● Prompt
For the entries below, repeat exactly each line starting with the one that contains "pub mod keys;" and going on through the one that contains "pub use keys::opaque_key::OpaqueKey;", and no others.

Dataset entries:
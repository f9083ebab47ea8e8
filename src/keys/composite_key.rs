use std::cmp::Ordering;

use crate::keys::fixed_key::FixedKey;
use crate::keys::{KeyHash, OrderedKey};
use crate::utils::bit_window::read_bits;

/// A key built by concatenating sub-keys bit-wise.
///
/// Components are pushed in significance order; the resulting bit string
/// sorts lexicographically, which for fixed-width components equals tuple
/// order. The builder packs at the bit level, so a `(u8, bool)` pair costs
/// nine bits, not two bytes.
///
/// ```rust
/// use vart::keys::composite_key::CompositeKey;
///
/// let mut k = CompositeKey::new();
/// k.push_fixed(7u16.into());
/// k.push_bytes(b"x");
/// assert_eq!(k.bit_count(), 24);
/// ```
#[derive(Clone, PartialEq, Eq, Hash, Debug, Default)]
pub struct CompositeKey {
    data: Vec<u8>,
    bit_len: usize,
}

impl CompositeKey {
    pub fn new() -> Self {
        Self::default()
    }

    /// Append the low `count` bits of `value`, MSB-first.
    pub fn append_bits(&mut self, value: u64, count: u32) {
        debug_assert!(count <= 64);
        let mut left = count;
        while left > 0 {
            let used = (self.bit_len % 8) as u32;
            if used == 0 {
                self.data.push(0);
            }
            let room = 8 - used;
            let take = left.min(room);
            let chunk = ((value >> (left - take)) & ((1u64 << take) - 1)) as u8;
            let last = self.data.len() - 1;
            self.data[last] |= chunk << (room - take);
            self.bit_len += take as usize;
            left -= take;
        }
    }

    /// Append a fixed-width component.
    pub fn push_fixed(&mut self, key: FixedKey) {
        let width = key.width();
        self.append_bits(key.canonical_bits() >> (64 - width), width);
    }

    /// Append a byte-sequence component. Mixing variable-length components
    /// anywhere but last breaks lexicographic tuple order; callers own that
    /// choice.
    pub fn push_bytes(&mut self, bytes: &[u8]) {
        for b in bytes {
            self.append_bits(*b as u64, 8);
        }
    }

    pub fn bit_count(&self) -> usize {
        self.bit_len
    }
}

impl PartialOrd for CompositeKey {
    fn partial_cmp(&self, other: &Self) -> Option<Ordering> {
        Some(self.cmp(other))
    }
}

impl Ord for CompositeKey {
    fn cmp(&self, other: &Self) -> Ordering {
        // Trailing bits in the last byte are zero, so byte order is bit
        // order; length breaks ties.
        self.data
            .cmp(&other.data)
            .then(self.bit_len.cmp(&other.bit_len))
    }
}

impl KeyHash for CompositeKey {
    const ORDERED: bool = true;
    const BOUNDED: bool = false;

    #[inline]
    fn bit_len(&self) -> usize {
        self.bit_len
    }

    #[inline]
    fn bits(&self, offset: usize, count: u32) -> u32 {
        read_bits(&self.data, offset, count)
    }

    fn tiny(&self) -> u8 {
        let mut h: u64 = 0xcbf2_9ce4_8422_2325 ^ self.bit_len as u64;
        for b in self.data.iter() {
            h ^= *b as u64;
            h = h.wrapping_mul(0x1000_0000_01b3);
        }
        (h ^ (h >> 32)) as u8
    }

    #[inline]
    fn compare(&self, other: &Self) -> Ordering {
        self.cmp(other)
    }
}

impl OrderedKey for CompositeKey {}

#[cfg(test)]
mod tests {
    use super::CompositeKey;
    use crate::keys::KeyHash;

    fn pair(a: u16, b: u8) -> CompositeKey {
        let mut k = CompositeKey::new();
        k.push_fixed(a.into());
        k.push_fixed(b.into());
        k
    }

    #[test]
    fn test_tuple_order() {
        assert!(pair(1, 200) < pair(2, 0));
        assert!(pair(5, 3) < pair(5, 4));
        assert_eq!(pair(5, 3), pair(5, 3));
    }

    #[test]
    fn test_unaligned_packing() {
        let mut k = CompositeKey::new();
        k.append_bits(0b101, 3);
        k.append_bits(0b11_0011, 6);
        assert_eq!(k.bit_count(), 9);
        assert_eq!(k.bits(0, 3), 0b101);
        assert_eq!(k.bits(3, 6), 0b11_0011);
        assert_eq!(k.bits(9, 8), 0);
    }

    #[test]
    fn test_push_bytes_matches_bytes() {
        let mut k = CompositeKey::new();
        k.push_bytes(b"hi");
        assert_eq!(k.bit_count(), 16);
        assert_eq!(k.bits(0, 16), u32::from(u16::from_be_bytes(*b"hi")));
    }

    #[test]
    fn test_shorter_prefix_sorts_first() {
        let mut a = CompositeKey::new();
        a.push_bytes(b"ab");
        let mut b = CompositeKey::new();
        b.push_bytes(b"abc");
        assert!(a < b);
    }
}
/// Extract up to 32 bits from a byte sequence, starting at an arbitrary bit
/// offset, MSB-first. Offsets past the end of the data read as zero, which is
/// what lets variable-length keys share the fixed-window slot selection used
/// by directories.
pub fn read_bits(data: &[u8], offset: usize, count: u32) -> u32 {
    debug_assert!(count >= 1 && count <= 32, "window must be 1..=32 bits");

    let mut out: u64 = 0;
    let mut got: u32 = 0;
    let mut byte = offset / 8;
    let mut bit = (offset % 8) as u32;
    while got < count {
        let b = if byte < data.len() { data[byte] } else { 0 };
        let avail = 8 - bit;
        let take = (count - got).min(avail);
        let chunk = ((b as u64) >> (avail - take)) & ((1u64 << take) - 1);
        out = (out << take) | chunk;
        got += take;
        bit = 0;
        byte += 1;
    }
    out as u32
}

#[cfg(test)]
mod tests {
    use super::read_bits;

    #[test]
    fn test_aligned_windows() {
        let data = [0b1010_1100, 0b0101_0011];
        assert_eq!(read_bits(&data, 0, 8), 0b1010_1100);
        assert_eq!(read_bits(&data, 8, 8), 0b0101_0011);
        assert_eq!(read_bits(&data, 0, 16), 0b1010_1100_0101_0011);
    }

    #[test]
    fn test_unaligned_windows() {
        let data = [0b1010_1100, 0b0101_0011];
        assert_eq!(read_bits(&data, 0, 2), 0b10);
        assert_eq!(read_bits(&data, 2, 2), 0b10);
        assert_eq!(read_bits(&data, 4, 2), 0b11);
        assert_eq!(read_bits(&data, 6, 4), 0b0001);
        assert_eq!(read_bits(&data, 7, 3), 0b001);
        assert_eq!(read_bits(&data, 3, 9), 0b0_1100_0101);
    }

    #[test]
    fn test_windows_past_the_end_are_zero() {
        let data = [0xff];
        assert_eq!(read_bits(&data, 8, 8), 0);
        assert_eq!(read_bits(&data, 4, 8), 0xf0);
        assert_eq!(read_bits(&data, 100, 32), 0);
    }
}
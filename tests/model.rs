use std::collections::BTreeMap;

use proptest::prelude::*;

use vart::keys::fixed_key::FixedKey;
use vart::{KeyHash, VartTree};

#[derive(Debug, Clone)]
enum Op {
    Insert(u16, u16),
    Remove(u16),
    Get(u16),
}

fn op_strategy() -> impl Strategy<Value = Op> {
    prop_oneof![
        (any::<u16>(), any::<u16>()).prop_map(|(k, v)| Op::Insert(k, v)),
        any::<u16>().prop_map(Op::Remove),
        any::<u16>().prop_map(Op::Get),
    ]
}

proptest! {
    #[test]
    fn tree_matches_btreemap_model(ops in proptest::collection::vec(op_strategy(), 0..600)) {
        let mut tree: VartTree<FixedKey, u16> = VartTree::new();
        let mut model: BTreeMap<u16, u16> = BTreeMap::new();

        for op in ops {
            match op {
                Op::Insert(k, v) => {
                    prop_assert_eq!(tree.insert(k, v), model.insert(k, v));
                }
                Op::Remove(k) => {
                    prop_assert_eq!(tree.remove(k), model.remove(&k));
                }
                Op::Get(k) => {
                    prop_assert_eq!(tree.get(k), model.get(&k));
                }
            }
            prop_assert_eq!(tree.len(), model.len());
        }

        let got: Vec<(u16, u16)> = tree
            .iter()
            .map(|(k, v)| (k.bits(0, 16) as u16, *v))
            .collect();
        let expect: Vec<(u16, u16)> = model.iter().map(|(k, v)| (*k, *v)).collect();
        prop_assert_eq!(got, expect);
    }

    #[test]
    fn lower_bound_matches_model(
        keys in proptest::collection::btree_set(any::<u32>(), 0..300),
        probes in proptest::collection::vec(any::<u32>(), 0..50),
    ) {
        let mut tree: VartTree<FixedKey, u32> = VartTree::new();
        for k in &keys {
            tree.insert(*k, *k);
        }
        for p in probes {
            let expect = keys.range(p..).next().copied();
            let key: FixedKey = p.into();
            let got = tree.lower_bound(&key).next().map(|(_, v)| *v);
            prop_assert_eq!(got, expect);
        }
    }
}
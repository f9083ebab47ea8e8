//! A variable-arity radix tree.
//!
//! Keys are viewed as bit strings (see [`keys::KeyHash`]) and consumed in
//! MSB-first windows by directory tables whose fan-out grows where the data
//! is dense: full buckets split into small two-bit directories, and a
//! directory whose every slot holds a sub-directory is flattened together
//! with all of them into one table four times as wide. Runs of bits shared
//! by every key in a subtree are skipped outright and never stored. Entries
//! sit in small buckets probed through a one-byte tag array.
//!
//! One engine serves two container shapes. With an ordered key
//! ([`keys::fixed_key::FixedKey`], [`keys::bytes_key::BytesKey`],
//! [`keys::composite_key::CompositeKey`]) the tree behaves like a sorted
//! map: ascending iteration, `lower_bound`/`upper_bound`, range and prefix
//! queries. With [`keys::opaque_key::OpaqueKey`] it behaves like a hash
//! table over a caller-supplied hash, and the ordered surface simply does
//! not compile against it.
//!
//! # Example
//!
//! ```rust
//! use vart::VartTree;
//! use vart::keys::fixed_key::FixedKey;
//!
//! let mut scores: VartTree<FixedKey, &str> = VartTree::new();
//! scores.insert(3u32, "bronze");
//! scores.insert(1u32, "gold");
//! scores.insert(2u32, "silver");
//!
//! let podium: Vec<&str> = scores.iter().map(|(_, v)| *v).collect();
//! assert_eq!(podium, ["gold", "silver", "bronze"]);
//!
//! let key: FixedKey = 2u32.into();
//! assert_eq!(scores.lower_bound(&key).next().map(|(_, v)| *v), Some("silver"));
//! ```

pub mod iter;
pub mod keys;
mod node;
pub mod range;
pub mod stats;
pub mod tree;
pub mod utils;

pub use iter::{Iter, PrefixIter};
pub use keys::bytes_key::BytesKey;
pub use keys::composite_key::CompositeKey;
pub use keys::fixed_key::FixedKey;
pub use keys::opaque_key::OpaqueKey;
pub use keys::{KeyHash, OrderedKey, PrefixKey};
pub use range::Range;
pub use stats::{TreeStats, TreeStatsTrait};
pub use tree::VartTree;
//! Internal utilities shared by the key and node layers.

pub mod bit_window;
pub mod tag_scan;
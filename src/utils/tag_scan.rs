//! Tiny-hash tag probing for bucket nodes.
//!
//! A bucket keeps a contiguous one-byte tag per value; membership probes scan
//! the tag array first and only fall through to full-key comparison on a tag
//! hit. The scan returns a bitmask of candidate positions so callers can walk
//! multiple hits cheaply. SIMD is an acceleration, not a requirement: the
//! scalar scan is the canonical behavior.

#[cfg(all(target_arch = "x86_64", target_feature = "sse2"))]
#[inline]
fn x86_64_sse_tag_mask(tags: &[u8], tag: u8) -> u32 {
    use std::arch::x86_64::{
        __m128i, _mm_cmpeq_epi8, _mm_loadu_si128, _mm_movemask_epi8, _mm_set1_epi8,
    };

    debug_assert!(tags.len() <= 16);
    // The tag array can be shorter than a full vector; stage it so the load
    // stays in bounds, then mask the lanes past the end.
    let mut buf = [0u8; 16];
    buf[..tags.len()].copy_from_slice(tags);

    let bitfield = unsafe {
        let tag_vec = _mm_set1_epi8(tag as i8);
        let results = _mm_cmpeq_epi8(tag_vec, _mm_loadu_si128(buf.as_ptr() as *const __m128i));
        _mm_movemask_epi8(results) as u32
    };
    bitfield & ((1u32 << tags.len()) - 1)
}

#[inline]
fn scalar_tag_mask(tags: &[u8], tag: u8) -> u32 {
    let mut mask = 0u32;
    for (i, t) in tags.iter().enumerate() {
        if *t == tag {
            mask |= 1 << i;
        }
    }
    mask
}

/// Returns a bitmask with one bit set per position in `tags` equal to `tag`.
/// `tags` must not exceed 32 entries (bucket capacities are capped well below
/// that).
#[inline]
pub fn tag_mask(tags: &[u8], tag: u8) -> u32 {
    debug_assert!(tags.len() <= 32);

    #[cfg(all(target_arch = "x86_64", target_feature = "sse2"))]
    if tags.len() <= 16 {
        return x86_64_sse_tag_mask(tags, tag);
    }

    scalar_tag_mask(tags, tag)
}
//! `RangeBounds`-driven iteration over sorted trees.

use std::cmp::Ordering;
use std::ops::Bound;

use crate::iter::Iter;
use crate::keys::{KeyHash, OrderedKey};

/// Entries within a key range, ascending. The start bound positions the
/// underlying iterator; the end bound is checked as entries come out.
pub struct Range<'a, K: OrderedKey, V> {
    iter: Iter<'a, K, V>,
    end: Bound<K>,
}

impl<'a, K: OrderedKey, V> Range<'a, K, V> {
    pub(crate) fn new(iter: Iter<'a, K, V>, end: Bound<K>) -> Self {
        Self { iter, end }
    }
}

impl<'a, K: OrderedKey, V> Iterator for Range<'a, K, V> {
    type Item = (&'a K, &'a V);

    fn next(&mut self) -> Option<Self::Item> {
        let (k, v) = self.iter.next()?;
        let inside = match &self.end {
            Bound::Unbounded => true,
            Bound::Included(end) => k.compare(end) != Ordering::Greater,
            Bound::Excluded(end) => k.compare(end) == Ordering::Less,
        };
        if inside {
            Some((k, v))
        } else {
            None
        }
    }
}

● Written reply
pub mod keys;
mod node;
pub mod range;
pub mod stats;
pub mod tree;
pub mod utils;

pub use iter::{Iter, PrefixIter};
pub use keys::bytes_key::BytesKey;
pub use keys::composite_key::CompositeKey;
pub use keys::fixed_key::FixedKey;
pub use keys::opaque_key::OpaqueKey;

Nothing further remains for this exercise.